### Brief
The lines below are to be quoted exactly, from the first through the one that contains "Small, dependency-light primitives".

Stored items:
####
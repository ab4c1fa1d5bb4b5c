/* This Source Code Form is subject to the terms of the Mozilla Public
 * License, v. 2.0. If a copy of the MPL was not distributed with this
 * file, You can obtain one at https://mozilla.org/MPL/2.0/.
 *
 * (c) 2024 The Nightjar Authors.
 */

//! Small, dependency-light primitives shared by every `nightjar-*` crate:
//! a bounds-checked fixed-capacity buffer with a typed-append DSL, and
//! monotonic/wall clock helpers.

pub mod buffer;
pub mod time;

pub use buffer::{Buffer, FlatBlob};
pub use time::{ms_monotonic, ms_since_epoch};
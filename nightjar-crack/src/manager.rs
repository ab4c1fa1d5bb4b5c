/* This Source Code Form is subject to the terms of the Mozilla Public
 * License, v. 2.0. If a copy of the MPL was not distributed with this
 * file, You can obtain one at https://mozilla.org/MPL/2.0/.
 *
 * (c) 2024 The Nightjar Authors.
 */

//! Idle cracking subprocess lifecycle (C13, §4.13). The crack manager runs
//! the external dictionary-attack tool as a detached, niced child process
//! and polls it non-blockingly from the control loop; it never blocks the
//! epoch loop on the child's exit.

use std::path::{Path, PathBuf};
use std::process::Stdio;

use tokio::process::{Child, Command};

use crate::state::{write_key_file, CrackState, Outcome};
use crate::wordlist::{enumerate_wordlists, expand_variations, WordlistEntry};

/// `nice` value applied to the cracker child so it never starves the epoch
/// loop or the session source for CPU.
const CRACKER_NICE: i32 = 19;

/// Grace period between SIGTERM and SIGKILL when stopping a running attempt.
const STOP_GRACE_MS: u64 = 200;

#[derive(thiserror::Error, Debug)]
pub enum CrackError {
    #[error("failed to spawn cracker child process: {0}")]
    Spawn(#[source] std::io::Error),
    #[error("crack state error: {0}")]
    State(#[from] crate::state::StateError),
    #[error("no cracker is currently running")]
    NotRunning,
}

/// One candidate target for the idle cracker: a pcap file paired with the
/// SSID/BSSID extracted from its name.
#[derive(Clone, Debug)]
pub struct CrackTarget {
    pub pcap_path: PathBuf,
    pub basename: String,
    pub ssid: String,
}

#[derive(Copy, Clone, Debug, PartialEq, Eq)]
pub enum ManagerState {
    Idle,
    Running,
}

struct ActiveAttempt {
    child: Child,
    target: CrackTarget,
    wordlist: WordlistEntry,
    key_path: PathBuf,
}

/// Outcome of a completed (or still-running) attempt, as reported by
/// [`CrackManager::check`].
#[derive(Debug)]
pub enum CheckResult {
    StillRunning,
    Cracked { target: String, key: String },
    NoKey { target: String },
    NothingRunning,
}

pub struct CrackManager {
    state: CrackState,
    capture_dir: PathBuf,
    wordlist_dir: PathBuf,
    active: Option<ActiveAttempt>,
}

impl CrackManager {
    pub fn new(capture_dir: impl Into<PathBuf>, wordlist_dir: impl Into<PathBuf>, state: CrackState) -> Self {
        Self { state, capture_dir: capture_dir.into(), wordlist_dir: wordlist_dir.into(), active: None }
    }

    pub fn manager_state(&self) -> ManagerState {
        if self.active.is_some() {
            ManagerState::Running
        } else {
            ManagerState::Idle
        }
    }

    pub fn is_cracked(&self, target_basename: &str) -> bool {
        self.state.is_cracked(target_basename)
    }

    /// Pick the next untried `(target, wordlist)` pair, smallest wordlist
    /// first, skipping targets already cracked.
    fn pick_next(&self, targets: &[CrackTarget]) -> Option<(CrackTarget, WordlistEntry)> {
        let wordlists = enumerate_wordlists(&self.wordlist_dir);
        for target in targets {
            if self.state.is_cracked(&target.basename) {
                continue;
            }
            for wordlist in &wordlists {
                let wordlist_key = wordlist.path.to_string_lossy().to_string();
                if !self.state.has_tried(&target.basename, &wordlist_key) {
                    return Some((target.clone(), wordlist.clone()));
                }
            }
        }
        None
    }

    /// Start a new attempt if one isn't already running and an untried
    /// `(target, wordlist)` pair exists. Returns `Ok(false)` (not an error)
    /// when there's simply nothing left to try.
    pub async fn start(&mut self, targets: &[CrackTarget]) -> Result<bool, CrackError> {
        if self.active.is_some() {
            return Ok(false);
        }
        let Some((target, wordlist)) = self.pick_next(targets) else {
            return Ok(false);
        };

        let key_path = self.capture_dir.join(format!("{}.key", target.ssid));
        let child = spawn_cracker(&target.pcap_path, &wordlist.path, &key_path)?;

        tracing::info!(target = %target.basename, wordlist = %wordlist.path.display(), "started crack attempt");
        self.active = Some(ActiveAttempt { child, target, wordlist, key_path });
        Ok(true)
    }

    /// Non-blocking poll for the active attempt's completion. On exit, reads
    /// the key file (if any), records the outcome, and expands a discovered
    /// key into the learned dictionary.
    pub async fn check(&mut self) -> Result<CheckResult, CrackError> {
        let Some(attempt) = self.active.as_mut() else {
            return Ok(CheckResult::NothingRunning);
        };

        let exited = attempt.child.try_wait().map_err(CrackError::Spawn)?;
        if exited.is_none() {
            return Ok(CheckResult::StillRunning);
        }

        let attempt = self.active.take().expect("checked Some above");
        let wordlist_key = attempt.wordlist.path.to_string_lossy().to_string();
        let key = std::fs::read_to_string(&attempt.key_path)
            .ok()
            .map(|s| s.trim().to_string())
            .filter(|s| !s.is_empty());

        match key {
            Some(key) => {
                self.state.record(&attempt.target.basename, &wordlist_key, Outcome::Cracked, Some(&key))?;
                write_key_file(&self.capture_dir, &attempt.target.ssid, &key)?;
                self.learn(&key);
                tracing::info!(target = %attempt.target.basename, "crack succeeded");
                Ok(CheckResult::Cracked { target: attempt.target.basename, key })
            }
            None => {
                self.state.record(&attempt.target.basename, &wordlist_key, Outcome::NoKey, None)?;
                Ok(CheckResult::NoKey { target: attempt.target.basename })
            }
        }
    }

    /// Expand a freshly cracked key into its mutation family and append
    /// each variant to a `learned.txt` dictionary under the wordlist
    /// directory, for future attempts to draw on.
    fn learn(&self, key: &str) {
        let learned_path = self.wordlist_dir.join("learned.txt");
        let mut body = String::new();
        for variant in expand_variations(key) {
            body.push_str(&variant);
            body.push('\n');
        }
        if let Err(err) = append_to_file(&learned_path, &body) {
            tracing::warn!(%err, "failed to append learned dictionary variants");
        }
    }

    /// Stop the active attempt, if any: SIGTERM, a short grace period, then
    /// SIGKILL if it hasn't exited.
    pub async fn stop(&mut self) -> Result<(), CrackError> {
        let Some(mut attempt) = self.active.take() else {
            return Err(CrackError::NotRunning);
        };

        send_sigterm(&attempt.child);
        tokio::time::sleep(std::time::Duration::from_millis(STOP_GRACE_MS)).await;
        if attempt.child.try_wait().ok().flatten().is_none() {
            let _ = attempt.child.kill().await;
        }
        Ok(())
    }
}

fn append_to_file(path: &Path, body: &str) -> std::io::Result<()> {
    use std::io::Write as _;
    let mut file = std::fs::OpenOptions::new().create(true).append(true).open(path)?;
    file.write_all(body.as_bytes())
}

#[cfg(unix)]
fn send_sigterm(child: &Child) {
    if let Some(pid) = child.id() {
        unsafe {
            libc::kill(pid as libc::pid_t, libc::SIGTERM);
        }
    }
}

#[cfg(not(unix))]
fn send_sigterm(_child: &Child) {}

#[cfg(unix)]
fn spawn_cracker(pcap_path: &Path, wordlist_path: &Path, key_path: &Path) -> Result<Child, CrackError> {
    let mut command = Command::new("nice");
    command
        .arg("-n")
        .arg(CRACKER_NICE.to_string())
        .arg("aircrack-ng")
        .arg("-w")
        .arg(wordlist_path)
        .arg("-l")
        .arg(key_path)
        .arg(pcap_path)
        .stdin(Stdio::null())
        .stdout(Stdio::null())
        .stderr(Stdio::null());
    command.spawn().map_err(CrackError::Spawn)
}

#[cfg(not(unix))]
fn spawn_cracker(pcap_path: &Path, wordlist_path: &Path, key_path: &Path) -> Result<Child, CrackError> {
    Command::new("aircrack-ng")
        .arg("-w")
        .arg(wordlist_path)
        .arg("-l")
        .arg(key_path)
        .arg(pcap_path)
        .stdin(Stdio::null())
        .stdout(Stdio::null())
        .stderr(Stdio::null())
        .spawn()
        .map_err(CrackError::Spawn)
}

#[cfg(test)]
mod tests {
    use super::*;
    use std::fs;

    fn tempdir(name: &str) -> PathBuf {
        let mut dir = std::env::temp_dir();
        dir.push(format!("nightjar-crackmgr-test-{}-{name}", std::process::id()));
        let _ = fs::remove_dir_all(&dir);
        fs::create_dir_all(&dir).unwrap();
        dir
    }

    #[tokio::test]
    async fn start_with_no_targets_is_a_noop() {
        let capture_dir = tempdir("capture");
        let wordlist_dir = tempdir("wordlists");
        let state_path = capture_dir.join("crack_state.txt");
        let state = CrackState::load(&state_path).unwrap();
        let mut manager = CrackManager::new(&capture_dir, &wordlist_dir, state);

        let started = manager.start(&[]).await.unwrap();
        assert!(!started);
        assert_eq!(manager.manager_state(), ManagerState::Idle);
    }

    #[tokio::test]
    async fn check_with_nothing_running_reports_nothing_running() {
        let capture_dir = tempdir("capture2");
        let wordlist_dir = tempdir("wordlists2");
        let state_path = capture_dir.join("crack_state.txt");
        let state = CrackState::load(&state_path).unwrap();
        let mut manager = CrackManager::new(&capture_dir, &wordlist_dir, state);

        let result = manager.check().await.unwrap();
        assert!(matches!(result, CheckResult::NothingRunning));
    }

    #[tokio::test]
    async fn stop_with_nothing_running_is_an_error() {
        let capture_dir = tempdir("capture3");
        let wordlist_dir = tempdir("wordlists3");
        let state_path = capture_dir.join("crack_state.txt");
        let state = CrackState::load(&state_path).unwrap();
        let mut manager = CrackManager::new(&capture_dir, &wordlist_dir, state);

        let result = manager.stop().await;
        assert!(matches!(result, Err(CrackError::NotRunning)));
    }

    #[test]
    fn pick_next_skips_already_cracked_targets() {
        let capture_dir = tempdir("capture4");
        let wordlist_dir = tempdir("wordlists4");
        fs::write(wordlist_dir.join("small.txt"), "password1\n").unwrap();

        let state_path = capture_dir.join("crack_state.txt");
        let mut state = CrackState::load(&state_path).unwrap();
        state.record("Home_aabbccddeeff", "anything", Outcome::Cracked, Some("password1")).unwrap();

        let manager = CrackManager::new(&capture_dir, &wordlist_dir, state);
        let targets = vec![CrackTarget {
            pcap_path: capture_dir.join("Home_aabbccddeeff.pcap"),
            basename: "Home_aabbccddeeff".to_string(),
            ssid: "Home".to_string(),
        }];
        assert!(manager.pick_next(&targets).is_none());
    }
}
####
### The answer
repository ab4c1fa1d5bb4b5c
/* This Source Code Form is subject to the terms of the Mozilla Public
 * License, v. 2.0. If a copy of the MPL was not distributed with this
 * file, You can obtain one at https://mozilla.org/MPL/2.0/.
 *
 * (c) 2024 The Nightjar Authors.
 */

//! Small, dependency-light primitives shared by every `nightjar-*` crate:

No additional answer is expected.